----- EXCERPTED RECORDS -----

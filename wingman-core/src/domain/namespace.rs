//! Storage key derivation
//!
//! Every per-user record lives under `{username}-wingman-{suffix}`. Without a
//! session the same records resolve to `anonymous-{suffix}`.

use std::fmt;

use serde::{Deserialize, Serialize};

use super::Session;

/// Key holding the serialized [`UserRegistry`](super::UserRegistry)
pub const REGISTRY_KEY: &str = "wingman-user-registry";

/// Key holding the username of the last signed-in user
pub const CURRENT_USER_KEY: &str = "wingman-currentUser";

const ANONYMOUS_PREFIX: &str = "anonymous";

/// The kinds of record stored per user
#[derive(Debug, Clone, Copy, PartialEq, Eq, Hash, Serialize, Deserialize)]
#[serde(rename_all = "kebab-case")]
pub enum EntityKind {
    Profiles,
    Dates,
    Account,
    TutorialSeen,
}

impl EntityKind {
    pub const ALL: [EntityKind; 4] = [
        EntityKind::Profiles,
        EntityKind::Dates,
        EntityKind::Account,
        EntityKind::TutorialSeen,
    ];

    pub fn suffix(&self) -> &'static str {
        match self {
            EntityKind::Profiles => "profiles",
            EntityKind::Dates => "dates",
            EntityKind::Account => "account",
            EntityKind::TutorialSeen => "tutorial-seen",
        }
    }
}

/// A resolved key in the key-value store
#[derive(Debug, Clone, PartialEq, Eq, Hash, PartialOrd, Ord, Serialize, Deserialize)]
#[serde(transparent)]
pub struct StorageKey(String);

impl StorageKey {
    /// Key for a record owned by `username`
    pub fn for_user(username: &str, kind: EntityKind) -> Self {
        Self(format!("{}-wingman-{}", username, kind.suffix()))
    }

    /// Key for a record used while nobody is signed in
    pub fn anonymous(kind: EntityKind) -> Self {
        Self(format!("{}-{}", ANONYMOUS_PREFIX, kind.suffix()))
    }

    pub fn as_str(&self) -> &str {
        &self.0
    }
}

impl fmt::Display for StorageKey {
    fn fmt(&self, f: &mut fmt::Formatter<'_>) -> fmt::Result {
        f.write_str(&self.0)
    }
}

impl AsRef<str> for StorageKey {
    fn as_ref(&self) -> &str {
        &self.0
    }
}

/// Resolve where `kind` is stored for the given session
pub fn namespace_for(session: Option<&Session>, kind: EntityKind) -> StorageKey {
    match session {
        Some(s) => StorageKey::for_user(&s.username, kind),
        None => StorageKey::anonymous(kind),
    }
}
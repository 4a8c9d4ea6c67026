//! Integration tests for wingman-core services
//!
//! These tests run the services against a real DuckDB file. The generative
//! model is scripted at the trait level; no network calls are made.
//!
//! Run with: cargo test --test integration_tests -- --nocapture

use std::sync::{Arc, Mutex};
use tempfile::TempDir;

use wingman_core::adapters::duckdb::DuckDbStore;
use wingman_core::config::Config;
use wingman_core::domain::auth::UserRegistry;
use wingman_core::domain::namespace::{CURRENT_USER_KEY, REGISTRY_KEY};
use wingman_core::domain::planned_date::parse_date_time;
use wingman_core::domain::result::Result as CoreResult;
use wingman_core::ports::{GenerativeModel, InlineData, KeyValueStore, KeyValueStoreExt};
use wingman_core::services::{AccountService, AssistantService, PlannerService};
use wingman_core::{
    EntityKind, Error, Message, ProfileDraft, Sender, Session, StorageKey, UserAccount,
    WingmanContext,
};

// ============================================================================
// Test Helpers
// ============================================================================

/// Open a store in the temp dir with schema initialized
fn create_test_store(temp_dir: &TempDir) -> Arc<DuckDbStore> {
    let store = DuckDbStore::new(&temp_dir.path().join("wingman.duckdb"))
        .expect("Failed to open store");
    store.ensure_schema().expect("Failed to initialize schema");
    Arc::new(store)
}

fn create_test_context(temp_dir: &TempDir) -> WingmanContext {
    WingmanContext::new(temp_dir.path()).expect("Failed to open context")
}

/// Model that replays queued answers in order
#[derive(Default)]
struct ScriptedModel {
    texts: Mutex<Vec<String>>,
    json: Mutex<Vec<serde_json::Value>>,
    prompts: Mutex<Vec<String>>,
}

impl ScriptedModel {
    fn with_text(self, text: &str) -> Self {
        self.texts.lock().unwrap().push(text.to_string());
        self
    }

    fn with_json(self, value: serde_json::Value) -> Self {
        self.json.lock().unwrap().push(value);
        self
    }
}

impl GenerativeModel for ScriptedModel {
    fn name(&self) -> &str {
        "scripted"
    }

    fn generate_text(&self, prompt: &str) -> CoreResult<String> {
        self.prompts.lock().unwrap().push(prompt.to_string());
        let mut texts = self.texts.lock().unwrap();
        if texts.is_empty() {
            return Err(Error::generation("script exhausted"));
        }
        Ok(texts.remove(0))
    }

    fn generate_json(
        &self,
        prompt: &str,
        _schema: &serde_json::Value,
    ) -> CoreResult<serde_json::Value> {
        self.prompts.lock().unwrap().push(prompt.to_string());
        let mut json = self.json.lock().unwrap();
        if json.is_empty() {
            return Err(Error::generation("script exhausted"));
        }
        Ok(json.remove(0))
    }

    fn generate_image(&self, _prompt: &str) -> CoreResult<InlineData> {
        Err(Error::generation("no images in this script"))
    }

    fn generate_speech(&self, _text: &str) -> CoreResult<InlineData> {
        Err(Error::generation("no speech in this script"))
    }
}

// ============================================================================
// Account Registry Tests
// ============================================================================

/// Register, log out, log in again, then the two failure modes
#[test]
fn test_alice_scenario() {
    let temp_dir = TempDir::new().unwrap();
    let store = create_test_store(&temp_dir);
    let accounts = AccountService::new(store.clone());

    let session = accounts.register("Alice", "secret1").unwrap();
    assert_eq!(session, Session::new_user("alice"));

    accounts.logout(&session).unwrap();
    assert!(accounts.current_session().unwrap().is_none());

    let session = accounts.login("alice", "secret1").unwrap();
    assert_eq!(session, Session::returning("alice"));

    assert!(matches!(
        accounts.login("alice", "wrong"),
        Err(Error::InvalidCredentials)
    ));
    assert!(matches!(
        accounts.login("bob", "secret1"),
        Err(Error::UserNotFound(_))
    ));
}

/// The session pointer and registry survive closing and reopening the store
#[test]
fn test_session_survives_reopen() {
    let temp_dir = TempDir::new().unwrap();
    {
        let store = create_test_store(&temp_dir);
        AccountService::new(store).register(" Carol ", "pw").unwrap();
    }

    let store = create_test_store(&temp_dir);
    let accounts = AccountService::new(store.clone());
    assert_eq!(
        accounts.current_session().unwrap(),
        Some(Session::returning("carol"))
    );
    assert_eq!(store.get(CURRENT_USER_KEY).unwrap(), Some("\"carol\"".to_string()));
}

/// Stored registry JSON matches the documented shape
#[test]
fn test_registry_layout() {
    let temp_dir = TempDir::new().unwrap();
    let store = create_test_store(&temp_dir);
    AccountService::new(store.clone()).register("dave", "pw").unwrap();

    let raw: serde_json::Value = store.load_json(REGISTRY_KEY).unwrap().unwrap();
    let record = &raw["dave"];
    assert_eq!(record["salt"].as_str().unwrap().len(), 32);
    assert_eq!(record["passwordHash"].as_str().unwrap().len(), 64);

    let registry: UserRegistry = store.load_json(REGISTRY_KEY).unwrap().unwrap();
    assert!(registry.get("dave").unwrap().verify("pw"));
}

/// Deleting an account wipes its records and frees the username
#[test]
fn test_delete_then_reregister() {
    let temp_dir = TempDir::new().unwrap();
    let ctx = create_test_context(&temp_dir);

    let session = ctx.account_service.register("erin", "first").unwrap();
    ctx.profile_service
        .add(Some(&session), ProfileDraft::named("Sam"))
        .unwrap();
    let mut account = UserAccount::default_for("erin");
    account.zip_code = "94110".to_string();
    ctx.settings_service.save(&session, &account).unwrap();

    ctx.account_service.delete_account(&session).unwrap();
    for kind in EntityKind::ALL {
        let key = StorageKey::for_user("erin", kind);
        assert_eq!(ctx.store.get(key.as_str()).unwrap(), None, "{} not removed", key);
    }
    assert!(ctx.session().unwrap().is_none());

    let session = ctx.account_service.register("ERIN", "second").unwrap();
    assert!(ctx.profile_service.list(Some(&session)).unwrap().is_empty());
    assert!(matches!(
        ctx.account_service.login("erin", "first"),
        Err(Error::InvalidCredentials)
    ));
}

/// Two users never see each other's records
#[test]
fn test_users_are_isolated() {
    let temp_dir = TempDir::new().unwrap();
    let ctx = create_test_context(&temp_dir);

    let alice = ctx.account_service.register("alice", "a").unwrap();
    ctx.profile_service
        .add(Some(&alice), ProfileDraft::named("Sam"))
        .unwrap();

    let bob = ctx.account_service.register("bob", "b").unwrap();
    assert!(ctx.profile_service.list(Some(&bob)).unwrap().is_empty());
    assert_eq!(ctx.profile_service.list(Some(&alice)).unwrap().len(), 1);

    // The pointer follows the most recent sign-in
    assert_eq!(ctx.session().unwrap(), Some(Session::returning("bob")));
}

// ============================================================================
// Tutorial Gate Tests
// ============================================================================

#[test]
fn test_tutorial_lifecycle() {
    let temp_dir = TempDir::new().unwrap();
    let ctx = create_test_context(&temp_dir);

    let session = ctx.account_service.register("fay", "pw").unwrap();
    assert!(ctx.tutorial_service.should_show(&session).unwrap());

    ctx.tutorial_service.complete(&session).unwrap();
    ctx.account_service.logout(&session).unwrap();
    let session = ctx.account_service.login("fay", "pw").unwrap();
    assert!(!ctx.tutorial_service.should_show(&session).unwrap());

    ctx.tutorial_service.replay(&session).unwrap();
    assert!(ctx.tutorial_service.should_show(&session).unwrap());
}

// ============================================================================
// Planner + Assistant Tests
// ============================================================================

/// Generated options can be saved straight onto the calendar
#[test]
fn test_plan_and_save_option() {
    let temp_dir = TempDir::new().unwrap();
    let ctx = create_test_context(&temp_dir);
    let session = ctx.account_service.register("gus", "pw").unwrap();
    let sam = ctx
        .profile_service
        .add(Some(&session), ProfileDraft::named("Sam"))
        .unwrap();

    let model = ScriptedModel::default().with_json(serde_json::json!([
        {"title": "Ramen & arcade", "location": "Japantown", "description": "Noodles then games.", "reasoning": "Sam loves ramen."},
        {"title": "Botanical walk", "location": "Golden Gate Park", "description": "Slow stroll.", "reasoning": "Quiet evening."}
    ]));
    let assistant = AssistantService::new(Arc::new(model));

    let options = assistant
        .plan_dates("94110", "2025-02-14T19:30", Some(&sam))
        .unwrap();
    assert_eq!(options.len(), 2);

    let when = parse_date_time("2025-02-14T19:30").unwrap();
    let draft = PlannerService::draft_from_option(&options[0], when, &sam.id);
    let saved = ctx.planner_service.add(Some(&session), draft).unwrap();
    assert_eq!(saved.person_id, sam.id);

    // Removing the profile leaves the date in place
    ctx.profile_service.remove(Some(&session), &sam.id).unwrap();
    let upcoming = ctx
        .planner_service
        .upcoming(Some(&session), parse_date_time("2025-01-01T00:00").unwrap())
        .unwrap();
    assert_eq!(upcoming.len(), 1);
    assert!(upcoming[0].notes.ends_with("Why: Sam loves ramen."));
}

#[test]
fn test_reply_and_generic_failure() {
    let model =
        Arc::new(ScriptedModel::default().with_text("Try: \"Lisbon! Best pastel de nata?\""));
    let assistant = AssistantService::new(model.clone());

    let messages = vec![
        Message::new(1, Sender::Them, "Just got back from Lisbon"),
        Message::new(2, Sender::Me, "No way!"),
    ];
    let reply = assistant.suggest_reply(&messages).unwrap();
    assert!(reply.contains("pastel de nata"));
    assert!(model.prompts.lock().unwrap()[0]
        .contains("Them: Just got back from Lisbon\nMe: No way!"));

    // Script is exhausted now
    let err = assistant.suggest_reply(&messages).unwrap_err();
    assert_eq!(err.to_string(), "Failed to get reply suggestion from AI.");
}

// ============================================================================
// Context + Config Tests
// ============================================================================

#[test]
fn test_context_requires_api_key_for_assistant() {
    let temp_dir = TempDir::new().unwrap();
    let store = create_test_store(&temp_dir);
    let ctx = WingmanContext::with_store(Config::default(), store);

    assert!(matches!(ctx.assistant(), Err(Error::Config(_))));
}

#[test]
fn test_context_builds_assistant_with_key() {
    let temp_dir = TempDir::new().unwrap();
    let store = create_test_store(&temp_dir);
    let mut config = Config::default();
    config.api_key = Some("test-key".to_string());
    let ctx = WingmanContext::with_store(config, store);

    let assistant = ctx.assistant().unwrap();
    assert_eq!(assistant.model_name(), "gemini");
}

-----

▶ _TASK TO COMPLETE_
Which lines above hold the string "ProfileDraft"? Copy every one of them.

▶ _FINISHED TASK_
    EntityKind, Error, Message, ProfileDraft, Sender, Session, StorageKey, UserAccount,
        .add(Some(&session), ProfileDraft::named("Sam"))
        .add(Some(&alice), ProfileDraft::named("Sam"))
        .add(Some(&session), ProfileDraft::named("Sam"))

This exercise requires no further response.